Rate of admission was identified as a challenge for quality of PHC service delivery in rural area. For example, mental health care in rural settings was poor due to a lower chance of accessing appropriate care and an increasing admission rate in the USA [32]. This might be due to clients wait longer until they are seen by a health professional, and they might suffer from pain of disease progression if timely intervention is not provided.

Another challenge was a debate on electronic health records as one review reported that electronic health records have no impact on clinical outcomes [27]. However, another argument concluded that ‘electronic medical records improved quality of care, patient outcome and safety by improving management, preventing medical errors, reducing unnecessary investigations, and improving therapeutic interaction among primary care providers and patients [70]. Other studies also confirmed the importance of electronic medical records on quality of care improvement [71, 72] though there is a suggestion for a future prospective study [73].
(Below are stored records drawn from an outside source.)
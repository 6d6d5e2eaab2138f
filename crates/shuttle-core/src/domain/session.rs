//! Session model: task sessions, transcript messages, turns, permissions,
//! queued messages and terminals.

use serde::{Deserialize, Serialize};

use super::ids::{
    AgentProfileId, EnvironmentId, ExecutorId, MessageId, PermissionId, SessionId, TaskId,
    TerminalId, TurnId,
};

#[derive(Debug, Clone, Copy, PartialEq, Eq, Hash, Serialize, Deserialize)]
#[serde(rename_all = "SCREAMING_SNAKE_CASE")]
pub enum SessionState {
    Created,
    Starting,
    Running,
    WaitingForInput,
    Completed,
    Failed,
    Cancelled,
    #[serde(other)]
    Unknown,
}

impl SessionState {
    /// Is this a terminal state (no further transitions)?
    pub fn is_terminal(self) -> bool {
        matches!(
            self,
            SessionState::Completed | SessionState::Failed | SessionState::Cancelled
        )
    }
}

#[derive(Debug, Clone, PartialEq, Serialize, Deserialize)]
pub struct TaskSession {
    pub id: SessionId,
    pub task_id: TaskId,
    pub state: SessionState,
    #[serde(default)]
    pub agent_profile_id: Option<AgentProfileId>,
    #[serde(default)]
    pub executor_id: Option<ExecutorId>,
    #[serde(default)]
    pub environment_id: Option<EnvironmentId>,
    #[serde(default)]
    pub error_message: Option<String>,
    #[serde(default)]
    pub started_at: Option<String>,
    #[serde(default)]
    pub updated_at: Option<String>,
}

#[derive(Debug, Clone, Copy, PartialEq, Eq, Serialize, Deserialize)]
#[serde(rename_all = "snake_case")]
pub enum AuthorType {
    User,
    Agent,
    #[serde(other)]
    System,
}

#[derive(Debug, Clone, Copy, PartialEq, Eq, Serialize, Deserialize)]
#[serde(rename_all = "snake_case")]
pub enum MessageKind {
    Message,
    ToolCall,
    Thinking,
    Status,
    Error,
    #[serde(other)]
    Other,
}

#[derive(Debug, Clone, Copy, PartialEq, Eq, Serialize, Deserialize)]
#[serde(rename_all = "snake_case")]
pub enum ToolCallStatus {
    Running,
    Complete,
    Error,
    #[serde(other)]
    Unknown,
}

/// One transcript entry (chat message, comment, tool call, ...).
#[derive(Debug, Clone, PartialEq, Serialize, Deserialize)]
pub struct Message {
    pub id: MessageId,
    pub session_id: SessionId,
    #[serde(default)]
    pub task_id: Option<TaskId>,
    #[serde(default)]
    pub turn_id: Option<TurnId>,
    pub author_type: AuthorType,
    #[serde(rename = "type", default = "default_message_kind")]
    pub kind: MessageKind,
    #[serde(default)]
    pub content: String,
    #[serde(default, skip_serializing_if = "Option::is_none")]
    pub tool_status: Option<ToolCallStatus>,
    #[serde(default, skip_serializing_if = "Option::is_none")]
    pub metadata: Option<serde_json::Value>,
    #[serde(default)]
    pub created_at: Option<String>,
}

fn default_message_kind() -> MessageKind {
    MessageKind::Message
}

impl Message {
    pub fn is_running_tool_call(&self) -> bool {
        self.kind == MessageKind::ToolCall && self.tool_status == Some(ToolCallStatus::Running)
    }
}

#[derive(Debug, Clone, PartialEq, Serialize, Deserialize)]
pub struct Turn {
    pub id: TurnId,
    pub session_id: SessionId,
    #[serde(default)]
    pub started_at: Option<String>,
    #[serde(default)]
    pub completed_at: Option<String>,
}

#[derive(Debug, Clone, PartialEq, Serialize, Deserialize)]
pub struct PermissionOption {
    pub option_id: String,
    pub name: String,
    #[serde(default)]
    pub kind: Option<String>,
}

#[derive(Debug, Clone, PartialEq, Serialize, Deserialize)]
pub struct PendingPermission {
    pub id: PermissionId,
    pub session_id: SessionId,
    #[serde(default)]
    pub tool_call_id: Option<String>,
    #[serde(default)]
    pub title: String,
    #[serde(default)]
    pub options: Vec<PermissionOption>,
    #[serde(default)]
    pub created_at: Option<String>,
}

#[derive(Debug, Clone, PartialEq, Serialize, Deserialize)]
pub struct QueuedMessage {
    pub content: String,
    #[serde(default)]
    pub queued_at: Option<String>,
}

/// Queue state of one session (at most one queued follow-up message).
#[derive(Debug, Clone, PartialEq, Serialize, Deserialize)]
pub struct QueueStatus {
    pub session_id: SessionId,
    pub is_queued: bool,
    #[serde(default)]
    pub message: Option<QueuedMessage>,
}

#[derive(Debug, Clone, Copy, PartialEq, Eq, Serialize, Deserialize)]
#[serde(rename_all = "snake_case")]
pub enum TerminalStatus {
    Running,
    Exited,
}

#[derive(Debug, Clone, PartialEq, Serialize, Deserialize)]
pub struct Terminal {
    pub id: TerminalId,
    pub session_id: SessionId,
    #[serde(default)]
    pub label: String,
    #[serde(default = "default_terminal_status")]
    pub status: TerminalStatus,
    #[serde(default)]
    pub exit_code: Option<i32>,
}

fn default_terminal_status() -> TerminalStatus {
    TerminalStatus::Running
}

#[cfg(test)]
mod tests {
    use super::*;

    #[test]
    fn tool_call_message_decodes_status() {
        let msg: Message = serde_json::from_value(serde_json::json!({
            "id": "m1",
            "session_id": "s1",
            "author_type": "agent",
            "type": "tool_call",
            "content": "Read file",
            "tool_status": "running"
        }))
        .unwrap();
        assert!(msg.is_running_tool_call());
    }

    #[test]
    fn plain_message_defaults_kind() {
        let msg: Message = serde_json::from_value(serde_json::json!({
            "id": "m2",
            "session_id": "s1",
            "author_type": "user",
            "content": "hi"
        }))
        .unwrap();
        assert_eq!(msg.kind, MessageKind::Message);
        assert!(!msg.is_running_tool_call());
    }

    #[test]
    fn terminal_states() {
        assert!(SessionState::Completed.is_terminal());
        assert!(!SessionState::WaitingForInput.is_terminal());
    }
}
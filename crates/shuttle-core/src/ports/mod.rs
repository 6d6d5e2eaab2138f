//! Ports - 抽象化レイヤー
//!
//! 各 trait は外部システム（backend の push channel, HTTP API, 時計, ID 生成）
//! へのインターフェースを提供し、実装の詳細を隠蔽します。

pub mod clock;
pub mod http_api;
pub mod id_generator;
pub mod transport;

pub use self::clock::{Clock, FixedClock, SystemClock};
pub use self::http_api::HttpApi;
pub use self::id_generator::{IdGenerator, UlidGenerator};
pub use self::transport::{PushTransport, TransportLink};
This review has some limitations. Articles included in this review were conducted based on Donabedian’s quality framework. There may several articles have reported about quality of care. For example, there are factors that the current review did not address such as non-compassionate and unrespectful care can contribute to the low quality care because only 60% and 64% of health care providers provided compassionate and respectful care, for example, in Ethiopia despite caring, respectful, compassionate health care workers and quality included in the health care agenda [74, 75]. Similarly, in Uganda, a case study revealed that the national health system, overall working environment, national budgetary allocation to the health sector, and limited collaboration between health centres and hospitals are factors affecting the quality of health care [76]. Additionally, the articles included in this review were published only in English. There are articles published in non-English languages; including those articles may allow us to see the quality of PHC care in other countries contexts. Furthermore, the search was conducted only in four databases (Web of Science, Scopus, EMBASE, and PubMed) and Google Scholar. Other databases (e.g., Cochrane Library) may have related articles.

Conclusions

Quality of care indicators varied according to the health care problems, which resulted in a disparity in the successes and challenges between developing and developed countries. Disparity in service coverage due to daily living conditions and mortality due to infectious diseases were more common in developing countries. On the other hand, quality of care problems due to chronic diseases were recorded in developed countries. Inadequate health workforce was a challenge in developing and developed countries as a structure component of quality care provision. The PHC system should ensure the presence of adequate health care providers, equipped health care facilities, compliance with health policy and laws, adequate financing, and enhanced community and client participation. Additionally, each country should implement national quality initiative strategies with appropriate monitoring and evaluation of performance in each structure, process, and outcome indicator. PHC quality improvement needs appropriate resources and infrastructure, and an adequate PHC workforce with skill mix.